### [TRY IT]
Sift the listing for lines that hold the string "processed" and pull them out.

### [PROVIDED ENTRIES]

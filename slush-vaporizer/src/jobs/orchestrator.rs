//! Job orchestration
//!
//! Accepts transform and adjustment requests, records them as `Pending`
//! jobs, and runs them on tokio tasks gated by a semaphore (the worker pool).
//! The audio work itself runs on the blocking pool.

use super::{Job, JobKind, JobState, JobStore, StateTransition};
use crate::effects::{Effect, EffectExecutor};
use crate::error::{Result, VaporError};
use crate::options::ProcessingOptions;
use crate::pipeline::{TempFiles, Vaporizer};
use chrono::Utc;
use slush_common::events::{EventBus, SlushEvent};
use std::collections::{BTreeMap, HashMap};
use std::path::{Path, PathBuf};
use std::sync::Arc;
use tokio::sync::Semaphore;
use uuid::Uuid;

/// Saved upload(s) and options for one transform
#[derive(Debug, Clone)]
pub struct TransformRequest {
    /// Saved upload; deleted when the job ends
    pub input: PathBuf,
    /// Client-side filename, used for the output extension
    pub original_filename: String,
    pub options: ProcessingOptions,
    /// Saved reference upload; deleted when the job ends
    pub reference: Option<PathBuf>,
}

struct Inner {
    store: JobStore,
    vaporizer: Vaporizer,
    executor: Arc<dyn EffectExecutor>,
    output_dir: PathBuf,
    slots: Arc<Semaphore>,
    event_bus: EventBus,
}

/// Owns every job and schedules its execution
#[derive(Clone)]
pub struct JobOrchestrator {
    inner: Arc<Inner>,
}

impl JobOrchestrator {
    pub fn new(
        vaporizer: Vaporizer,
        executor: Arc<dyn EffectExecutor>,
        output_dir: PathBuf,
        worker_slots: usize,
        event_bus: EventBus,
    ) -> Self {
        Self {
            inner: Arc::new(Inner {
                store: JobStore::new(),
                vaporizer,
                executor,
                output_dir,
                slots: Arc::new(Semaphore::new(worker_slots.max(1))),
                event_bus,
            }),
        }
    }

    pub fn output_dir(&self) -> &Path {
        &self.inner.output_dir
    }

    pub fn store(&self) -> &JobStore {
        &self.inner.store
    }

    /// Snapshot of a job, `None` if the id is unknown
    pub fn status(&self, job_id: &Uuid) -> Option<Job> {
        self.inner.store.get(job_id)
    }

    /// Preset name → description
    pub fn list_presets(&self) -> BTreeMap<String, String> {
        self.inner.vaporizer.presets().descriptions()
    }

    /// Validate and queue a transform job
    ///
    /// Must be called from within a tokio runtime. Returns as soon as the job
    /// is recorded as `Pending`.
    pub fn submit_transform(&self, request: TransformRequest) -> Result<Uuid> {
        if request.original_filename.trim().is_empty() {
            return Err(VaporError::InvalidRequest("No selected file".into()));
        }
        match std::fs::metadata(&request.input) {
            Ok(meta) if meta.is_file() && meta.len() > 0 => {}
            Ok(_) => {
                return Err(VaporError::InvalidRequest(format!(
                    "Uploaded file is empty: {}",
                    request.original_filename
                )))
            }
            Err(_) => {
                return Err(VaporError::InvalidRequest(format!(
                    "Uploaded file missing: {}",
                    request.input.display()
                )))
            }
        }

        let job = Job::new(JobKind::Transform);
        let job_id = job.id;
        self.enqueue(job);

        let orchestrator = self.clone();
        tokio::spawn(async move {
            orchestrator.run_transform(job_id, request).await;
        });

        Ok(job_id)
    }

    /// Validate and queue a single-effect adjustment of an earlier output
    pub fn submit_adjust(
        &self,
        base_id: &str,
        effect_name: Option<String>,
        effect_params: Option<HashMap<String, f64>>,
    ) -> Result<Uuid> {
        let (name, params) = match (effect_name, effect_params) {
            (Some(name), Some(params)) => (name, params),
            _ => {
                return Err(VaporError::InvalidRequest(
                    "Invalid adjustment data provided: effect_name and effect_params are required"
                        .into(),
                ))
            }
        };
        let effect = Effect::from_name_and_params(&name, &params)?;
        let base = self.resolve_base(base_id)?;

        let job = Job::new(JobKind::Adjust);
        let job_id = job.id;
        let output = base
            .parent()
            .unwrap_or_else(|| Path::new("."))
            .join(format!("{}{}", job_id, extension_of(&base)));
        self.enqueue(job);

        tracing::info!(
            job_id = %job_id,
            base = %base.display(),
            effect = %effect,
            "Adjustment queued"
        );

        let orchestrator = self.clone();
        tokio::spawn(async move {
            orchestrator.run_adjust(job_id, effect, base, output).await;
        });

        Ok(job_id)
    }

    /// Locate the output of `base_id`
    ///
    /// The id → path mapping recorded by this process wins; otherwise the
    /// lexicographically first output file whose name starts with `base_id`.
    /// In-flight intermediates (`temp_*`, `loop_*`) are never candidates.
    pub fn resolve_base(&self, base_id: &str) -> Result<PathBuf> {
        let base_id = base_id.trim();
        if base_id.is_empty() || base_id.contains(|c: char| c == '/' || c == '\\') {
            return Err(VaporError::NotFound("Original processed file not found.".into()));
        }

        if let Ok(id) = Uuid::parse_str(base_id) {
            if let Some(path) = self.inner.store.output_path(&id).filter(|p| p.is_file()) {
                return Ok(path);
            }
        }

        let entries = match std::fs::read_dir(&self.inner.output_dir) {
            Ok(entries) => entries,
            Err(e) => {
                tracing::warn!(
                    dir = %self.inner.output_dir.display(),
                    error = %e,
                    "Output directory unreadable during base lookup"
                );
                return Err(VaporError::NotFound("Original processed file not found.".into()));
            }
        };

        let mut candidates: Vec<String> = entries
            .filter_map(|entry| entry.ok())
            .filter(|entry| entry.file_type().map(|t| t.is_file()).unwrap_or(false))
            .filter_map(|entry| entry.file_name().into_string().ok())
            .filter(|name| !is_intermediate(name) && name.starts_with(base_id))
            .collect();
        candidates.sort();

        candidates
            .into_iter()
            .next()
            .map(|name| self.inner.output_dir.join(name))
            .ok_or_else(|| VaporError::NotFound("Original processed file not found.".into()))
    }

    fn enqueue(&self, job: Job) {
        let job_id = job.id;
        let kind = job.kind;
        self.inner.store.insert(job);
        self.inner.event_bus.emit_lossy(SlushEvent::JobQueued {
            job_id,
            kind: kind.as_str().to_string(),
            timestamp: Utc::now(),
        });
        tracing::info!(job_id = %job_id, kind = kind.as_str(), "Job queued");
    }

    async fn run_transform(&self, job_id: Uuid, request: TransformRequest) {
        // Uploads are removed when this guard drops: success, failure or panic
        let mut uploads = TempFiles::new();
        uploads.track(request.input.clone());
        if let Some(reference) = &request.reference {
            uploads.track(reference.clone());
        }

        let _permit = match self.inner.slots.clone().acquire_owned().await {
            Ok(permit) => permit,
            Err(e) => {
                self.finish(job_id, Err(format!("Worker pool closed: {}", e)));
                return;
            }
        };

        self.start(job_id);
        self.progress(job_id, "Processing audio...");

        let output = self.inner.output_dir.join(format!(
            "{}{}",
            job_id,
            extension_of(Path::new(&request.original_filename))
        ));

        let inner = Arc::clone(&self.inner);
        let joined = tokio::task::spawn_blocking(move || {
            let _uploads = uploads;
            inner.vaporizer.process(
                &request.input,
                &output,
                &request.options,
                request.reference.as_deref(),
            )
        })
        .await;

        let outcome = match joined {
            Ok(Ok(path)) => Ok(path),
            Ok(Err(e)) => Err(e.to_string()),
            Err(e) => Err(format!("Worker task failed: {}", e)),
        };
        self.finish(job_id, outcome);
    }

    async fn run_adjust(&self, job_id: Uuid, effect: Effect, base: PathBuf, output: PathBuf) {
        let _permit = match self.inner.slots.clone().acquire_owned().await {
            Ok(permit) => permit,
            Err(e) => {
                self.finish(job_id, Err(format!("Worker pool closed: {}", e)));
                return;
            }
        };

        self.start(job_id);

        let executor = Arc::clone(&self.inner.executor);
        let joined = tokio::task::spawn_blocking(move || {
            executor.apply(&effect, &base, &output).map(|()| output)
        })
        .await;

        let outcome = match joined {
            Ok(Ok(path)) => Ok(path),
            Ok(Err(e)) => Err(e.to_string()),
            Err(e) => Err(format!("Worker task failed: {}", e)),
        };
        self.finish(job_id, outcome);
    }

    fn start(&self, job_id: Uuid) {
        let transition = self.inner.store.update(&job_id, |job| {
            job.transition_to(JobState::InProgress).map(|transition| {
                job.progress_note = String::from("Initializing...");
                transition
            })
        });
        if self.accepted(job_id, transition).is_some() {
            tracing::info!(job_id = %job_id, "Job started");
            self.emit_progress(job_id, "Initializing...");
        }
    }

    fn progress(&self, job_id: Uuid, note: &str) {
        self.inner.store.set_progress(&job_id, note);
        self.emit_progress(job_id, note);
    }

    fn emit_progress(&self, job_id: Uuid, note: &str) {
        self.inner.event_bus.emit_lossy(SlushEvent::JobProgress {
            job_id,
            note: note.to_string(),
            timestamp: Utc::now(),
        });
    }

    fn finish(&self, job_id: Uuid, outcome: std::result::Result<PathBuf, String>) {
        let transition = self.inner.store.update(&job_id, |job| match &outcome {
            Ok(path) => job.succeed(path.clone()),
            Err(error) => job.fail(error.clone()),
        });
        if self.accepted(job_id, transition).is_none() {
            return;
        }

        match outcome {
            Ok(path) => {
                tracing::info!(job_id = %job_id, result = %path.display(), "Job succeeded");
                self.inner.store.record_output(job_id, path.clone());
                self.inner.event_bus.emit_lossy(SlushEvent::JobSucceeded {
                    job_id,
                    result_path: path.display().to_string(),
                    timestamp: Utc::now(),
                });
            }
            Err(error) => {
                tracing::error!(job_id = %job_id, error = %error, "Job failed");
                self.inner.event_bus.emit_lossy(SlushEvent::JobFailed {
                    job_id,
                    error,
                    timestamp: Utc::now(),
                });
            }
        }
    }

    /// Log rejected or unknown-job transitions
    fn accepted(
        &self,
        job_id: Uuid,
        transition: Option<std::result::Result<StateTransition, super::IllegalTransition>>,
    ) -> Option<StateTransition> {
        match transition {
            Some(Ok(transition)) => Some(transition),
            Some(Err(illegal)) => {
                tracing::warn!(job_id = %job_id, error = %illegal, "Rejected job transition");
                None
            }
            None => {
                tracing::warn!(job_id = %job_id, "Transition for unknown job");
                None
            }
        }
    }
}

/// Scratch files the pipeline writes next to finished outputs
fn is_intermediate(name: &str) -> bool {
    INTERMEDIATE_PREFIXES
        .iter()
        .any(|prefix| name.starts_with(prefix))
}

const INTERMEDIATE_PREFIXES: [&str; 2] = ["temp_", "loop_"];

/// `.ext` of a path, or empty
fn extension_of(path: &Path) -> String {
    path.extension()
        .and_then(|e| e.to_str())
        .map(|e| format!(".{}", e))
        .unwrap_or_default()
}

### [REPLY]
            return Err(VaporError::NotFound("Original processed file not found.".into()));
                return Err(VaporError::NotFound("Original processed file not found.".into()));
            .ok_or_else(|| VaporError::NotFound("Original processed file not found.".into()))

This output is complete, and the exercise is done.